Description of the task. Make an exact copy of the lines starting at the top of the listing below and ending at the line that contains "pub const ALL: [ShapeKind;", inclusive.

Data to use.
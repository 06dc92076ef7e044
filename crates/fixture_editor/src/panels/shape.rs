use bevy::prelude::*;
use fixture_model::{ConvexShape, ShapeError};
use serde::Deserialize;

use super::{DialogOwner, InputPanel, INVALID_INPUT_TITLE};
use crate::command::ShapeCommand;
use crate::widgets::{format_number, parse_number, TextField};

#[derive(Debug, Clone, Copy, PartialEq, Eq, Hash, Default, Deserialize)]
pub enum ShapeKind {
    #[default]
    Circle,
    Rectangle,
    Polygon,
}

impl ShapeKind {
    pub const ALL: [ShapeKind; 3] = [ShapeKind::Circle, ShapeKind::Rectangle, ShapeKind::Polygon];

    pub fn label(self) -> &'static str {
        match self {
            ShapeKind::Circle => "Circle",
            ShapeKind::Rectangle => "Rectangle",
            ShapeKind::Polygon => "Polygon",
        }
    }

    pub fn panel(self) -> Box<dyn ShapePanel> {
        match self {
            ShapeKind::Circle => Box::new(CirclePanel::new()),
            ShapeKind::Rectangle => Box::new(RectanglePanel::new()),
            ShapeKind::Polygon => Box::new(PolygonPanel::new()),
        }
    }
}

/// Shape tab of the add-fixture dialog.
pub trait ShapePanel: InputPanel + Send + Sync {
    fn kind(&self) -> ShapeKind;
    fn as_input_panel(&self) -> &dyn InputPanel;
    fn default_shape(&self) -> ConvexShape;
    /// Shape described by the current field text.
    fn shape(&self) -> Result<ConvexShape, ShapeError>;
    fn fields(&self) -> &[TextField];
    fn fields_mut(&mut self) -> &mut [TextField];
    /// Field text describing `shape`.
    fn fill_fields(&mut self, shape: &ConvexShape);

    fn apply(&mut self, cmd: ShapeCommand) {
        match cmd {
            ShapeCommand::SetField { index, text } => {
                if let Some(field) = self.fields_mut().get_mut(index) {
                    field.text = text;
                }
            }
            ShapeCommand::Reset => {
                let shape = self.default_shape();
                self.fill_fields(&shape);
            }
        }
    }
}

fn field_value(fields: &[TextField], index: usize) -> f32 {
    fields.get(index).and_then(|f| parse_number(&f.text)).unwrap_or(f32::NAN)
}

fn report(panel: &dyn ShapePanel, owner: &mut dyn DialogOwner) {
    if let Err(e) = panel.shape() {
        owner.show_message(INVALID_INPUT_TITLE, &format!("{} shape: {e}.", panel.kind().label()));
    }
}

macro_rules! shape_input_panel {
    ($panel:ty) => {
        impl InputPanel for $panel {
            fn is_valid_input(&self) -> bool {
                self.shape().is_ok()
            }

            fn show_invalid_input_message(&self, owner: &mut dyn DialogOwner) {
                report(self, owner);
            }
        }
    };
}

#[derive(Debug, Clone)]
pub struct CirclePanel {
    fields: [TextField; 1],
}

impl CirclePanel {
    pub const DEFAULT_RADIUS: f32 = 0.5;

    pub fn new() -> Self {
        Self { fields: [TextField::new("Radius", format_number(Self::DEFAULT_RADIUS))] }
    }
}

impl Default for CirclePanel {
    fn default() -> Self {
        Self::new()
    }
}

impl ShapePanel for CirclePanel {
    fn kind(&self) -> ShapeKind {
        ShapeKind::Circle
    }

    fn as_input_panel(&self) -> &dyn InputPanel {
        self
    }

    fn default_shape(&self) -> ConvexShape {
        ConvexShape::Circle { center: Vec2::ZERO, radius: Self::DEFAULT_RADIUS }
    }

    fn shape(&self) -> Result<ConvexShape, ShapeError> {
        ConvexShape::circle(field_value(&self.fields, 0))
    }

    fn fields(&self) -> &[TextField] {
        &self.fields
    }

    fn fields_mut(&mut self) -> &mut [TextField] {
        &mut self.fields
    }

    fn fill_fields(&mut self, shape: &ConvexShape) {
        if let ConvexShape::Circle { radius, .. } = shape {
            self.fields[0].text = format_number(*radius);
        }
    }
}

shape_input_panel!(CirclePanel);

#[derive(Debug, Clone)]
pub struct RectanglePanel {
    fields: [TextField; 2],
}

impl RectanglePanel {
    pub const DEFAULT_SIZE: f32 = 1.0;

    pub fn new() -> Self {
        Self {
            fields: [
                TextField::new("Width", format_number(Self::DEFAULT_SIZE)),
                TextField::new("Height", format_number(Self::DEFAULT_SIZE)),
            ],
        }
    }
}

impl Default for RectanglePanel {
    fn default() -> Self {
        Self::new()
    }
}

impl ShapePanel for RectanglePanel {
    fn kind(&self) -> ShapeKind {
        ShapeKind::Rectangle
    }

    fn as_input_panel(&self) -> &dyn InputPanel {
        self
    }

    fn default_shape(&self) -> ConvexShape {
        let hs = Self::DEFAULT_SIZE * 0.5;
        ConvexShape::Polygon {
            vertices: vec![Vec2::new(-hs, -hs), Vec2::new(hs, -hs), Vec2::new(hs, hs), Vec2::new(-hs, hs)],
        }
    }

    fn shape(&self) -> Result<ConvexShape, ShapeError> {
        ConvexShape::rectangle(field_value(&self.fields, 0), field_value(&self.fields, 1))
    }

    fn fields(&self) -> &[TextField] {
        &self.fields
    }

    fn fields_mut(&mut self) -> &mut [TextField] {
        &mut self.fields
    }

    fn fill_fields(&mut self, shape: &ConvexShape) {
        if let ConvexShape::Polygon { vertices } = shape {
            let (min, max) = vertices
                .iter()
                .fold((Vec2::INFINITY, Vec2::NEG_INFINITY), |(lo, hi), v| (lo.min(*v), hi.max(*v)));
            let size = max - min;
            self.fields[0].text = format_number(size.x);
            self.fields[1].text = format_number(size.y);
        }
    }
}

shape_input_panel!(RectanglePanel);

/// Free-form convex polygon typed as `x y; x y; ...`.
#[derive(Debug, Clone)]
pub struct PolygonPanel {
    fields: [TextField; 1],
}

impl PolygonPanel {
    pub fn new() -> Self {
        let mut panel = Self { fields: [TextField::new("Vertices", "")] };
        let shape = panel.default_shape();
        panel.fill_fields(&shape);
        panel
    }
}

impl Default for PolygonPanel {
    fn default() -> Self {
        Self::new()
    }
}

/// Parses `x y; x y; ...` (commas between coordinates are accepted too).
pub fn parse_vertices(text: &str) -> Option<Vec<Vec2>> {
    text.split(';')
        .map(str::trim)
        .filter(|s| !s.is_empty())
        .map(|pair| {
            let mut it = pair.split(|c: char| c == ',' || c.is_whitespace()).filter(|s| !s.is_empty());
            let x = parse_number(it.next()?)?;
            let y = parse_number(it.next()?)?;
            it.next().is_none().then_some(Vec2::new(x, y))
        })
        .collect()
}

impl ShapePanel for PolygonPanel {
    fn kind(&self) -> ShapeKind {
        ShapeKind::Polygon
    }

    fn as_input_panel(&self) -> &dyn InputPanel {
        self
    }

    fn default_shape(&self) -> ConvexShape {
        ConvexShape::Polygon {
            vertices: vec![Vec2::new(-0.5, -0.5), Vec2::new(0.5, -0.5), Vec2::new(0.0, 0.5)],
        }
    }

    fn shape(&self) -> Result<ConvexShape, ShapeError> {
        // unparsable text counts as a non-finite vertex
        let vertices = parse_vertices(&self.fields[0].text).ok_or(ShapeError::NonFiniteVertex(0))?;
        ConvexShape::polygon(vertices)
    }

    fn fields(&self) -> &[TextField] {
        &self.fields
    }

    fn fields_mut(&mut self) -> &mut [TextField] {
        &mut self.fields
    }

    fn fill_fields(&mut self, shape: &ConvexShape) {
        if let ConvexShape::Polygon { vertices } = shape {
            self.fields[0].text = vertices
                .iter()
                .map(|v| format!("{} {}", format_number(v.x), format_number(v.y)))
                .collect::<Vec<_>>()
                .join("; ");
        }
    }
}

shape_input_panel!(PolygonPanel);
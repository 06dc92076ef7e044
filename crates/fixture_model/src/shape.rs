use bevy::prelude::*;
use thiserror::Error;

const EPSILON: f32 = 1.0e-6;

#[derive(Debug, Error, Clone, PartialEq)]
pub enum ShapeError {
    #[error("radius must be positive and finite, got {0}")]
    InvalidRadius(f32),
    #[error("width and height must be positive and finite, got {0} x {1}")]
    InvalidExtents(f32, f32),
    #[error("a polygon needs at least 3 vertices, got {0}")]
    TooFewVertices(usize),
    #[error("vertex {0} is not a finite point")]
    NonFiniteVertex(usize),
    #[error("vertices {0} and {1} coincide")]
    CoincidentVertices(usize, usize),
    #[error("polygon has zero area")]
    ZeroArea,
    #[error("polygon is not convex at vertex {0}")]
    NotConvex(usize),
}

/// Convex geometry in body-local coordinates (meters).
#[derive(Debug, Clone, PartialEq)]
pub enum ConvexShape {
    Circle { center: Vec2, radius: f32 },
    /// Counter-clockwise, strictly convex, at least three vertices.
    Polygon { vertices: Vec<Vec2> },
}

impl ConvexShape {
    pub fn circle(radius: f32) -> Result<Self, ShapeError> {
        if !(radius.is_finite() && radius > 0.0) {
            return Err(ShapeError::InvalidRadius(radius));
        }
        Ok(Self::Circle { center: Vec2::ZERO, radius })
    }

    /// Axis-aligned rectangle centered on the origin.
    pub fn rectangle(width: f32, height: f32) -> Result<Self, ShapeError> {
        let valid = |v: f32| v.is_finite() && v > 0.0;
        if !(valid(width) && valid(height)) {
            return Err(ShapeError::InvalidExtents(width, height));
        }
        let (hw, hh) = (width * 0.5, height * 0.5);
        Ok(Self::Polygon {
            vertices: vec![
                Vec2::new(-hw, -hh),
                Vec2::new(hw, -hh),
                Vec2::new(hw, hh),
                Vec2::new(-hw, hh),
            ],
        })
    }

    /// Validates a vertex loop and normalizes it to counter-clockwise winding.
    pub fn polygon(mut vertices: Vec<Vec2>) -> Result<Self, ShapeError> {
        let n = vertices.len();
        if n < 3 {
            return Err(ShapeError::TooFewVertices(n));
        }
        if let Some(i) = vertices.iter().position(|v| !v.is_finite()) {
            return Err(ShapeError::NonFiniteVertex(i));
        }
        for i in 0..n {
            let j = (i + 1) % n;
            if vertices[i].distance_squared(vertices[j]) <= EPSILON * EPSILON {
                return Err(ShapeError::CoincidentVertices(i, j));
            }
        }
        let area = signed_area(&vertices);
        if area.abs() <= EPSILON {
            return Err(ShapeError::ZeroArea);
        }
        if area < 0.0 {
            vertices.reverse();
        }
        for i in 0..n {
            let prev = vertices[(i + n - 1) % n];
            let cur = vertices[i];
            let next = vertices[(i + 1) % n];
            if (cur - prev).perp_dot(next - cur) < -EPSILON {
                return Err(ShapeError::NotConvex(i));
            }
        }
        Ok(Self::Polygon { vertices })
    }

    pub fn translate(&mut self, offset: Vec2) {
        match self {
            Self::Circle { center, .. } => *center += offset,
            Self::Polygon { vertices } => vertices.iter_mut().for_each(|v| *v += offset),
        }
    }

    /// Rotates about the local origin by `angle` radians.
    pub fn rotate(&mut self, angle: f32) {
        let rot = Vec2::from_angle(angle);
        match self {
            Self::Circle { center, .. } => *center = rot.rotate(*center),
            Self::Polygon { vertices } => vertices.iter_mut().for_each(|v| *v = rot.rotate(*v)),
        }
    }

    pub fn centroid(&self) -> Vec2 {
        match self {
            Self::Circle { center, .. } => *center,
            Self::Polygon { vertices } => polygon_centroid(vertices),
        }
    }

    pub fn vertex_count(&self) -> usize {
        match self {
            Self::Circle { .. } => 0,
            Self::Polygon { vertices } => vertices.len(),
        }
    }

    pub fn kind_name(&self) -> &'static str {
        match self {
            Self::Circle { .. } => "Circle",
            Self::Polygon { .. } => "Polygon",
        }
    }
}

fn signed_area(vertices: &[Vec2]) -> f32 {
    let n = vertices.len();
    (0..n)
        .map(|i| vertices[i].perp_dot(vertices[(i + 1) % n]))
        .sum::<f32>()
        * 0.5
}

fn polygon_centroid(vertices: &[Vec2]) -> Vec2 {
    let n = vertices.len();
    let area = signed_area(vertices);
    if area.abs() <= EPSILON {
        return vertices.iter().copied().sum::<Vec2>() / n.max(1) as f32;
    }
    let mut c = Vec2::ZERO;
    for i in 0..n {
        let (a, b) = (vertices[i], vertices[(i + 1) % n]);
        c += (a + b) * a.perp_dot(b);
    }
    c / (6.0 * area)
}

Task solution.
repository 06dc92076ef7e044
filename crates/fixture_editor/src/panels/shape.rs
use bevy::prelude::*;
use fixture_model::{ConvexShape, ShapeError};
use serde::Deserialize;

use super::{DialogOwner, InputPanel, INVALID_INPUT_TITLE};
use crate::command::ShapeCommand;
use crate::widgets::{format_number, parse_number, TextField};

#[derive(Debug, Clone, Copy, PartialEq, Eq, Hash, Default, Deserialize)]
pub enum ShapeKind {
    #[default]
    Circle,
    Rectangle,
    Polygon,
}

impl ShapeKind {
    pub const ALL: [ShapeKind; 3] = [ShapeKind::Circle, ShapeKind::Rectangle, ShapeKind::Polygon];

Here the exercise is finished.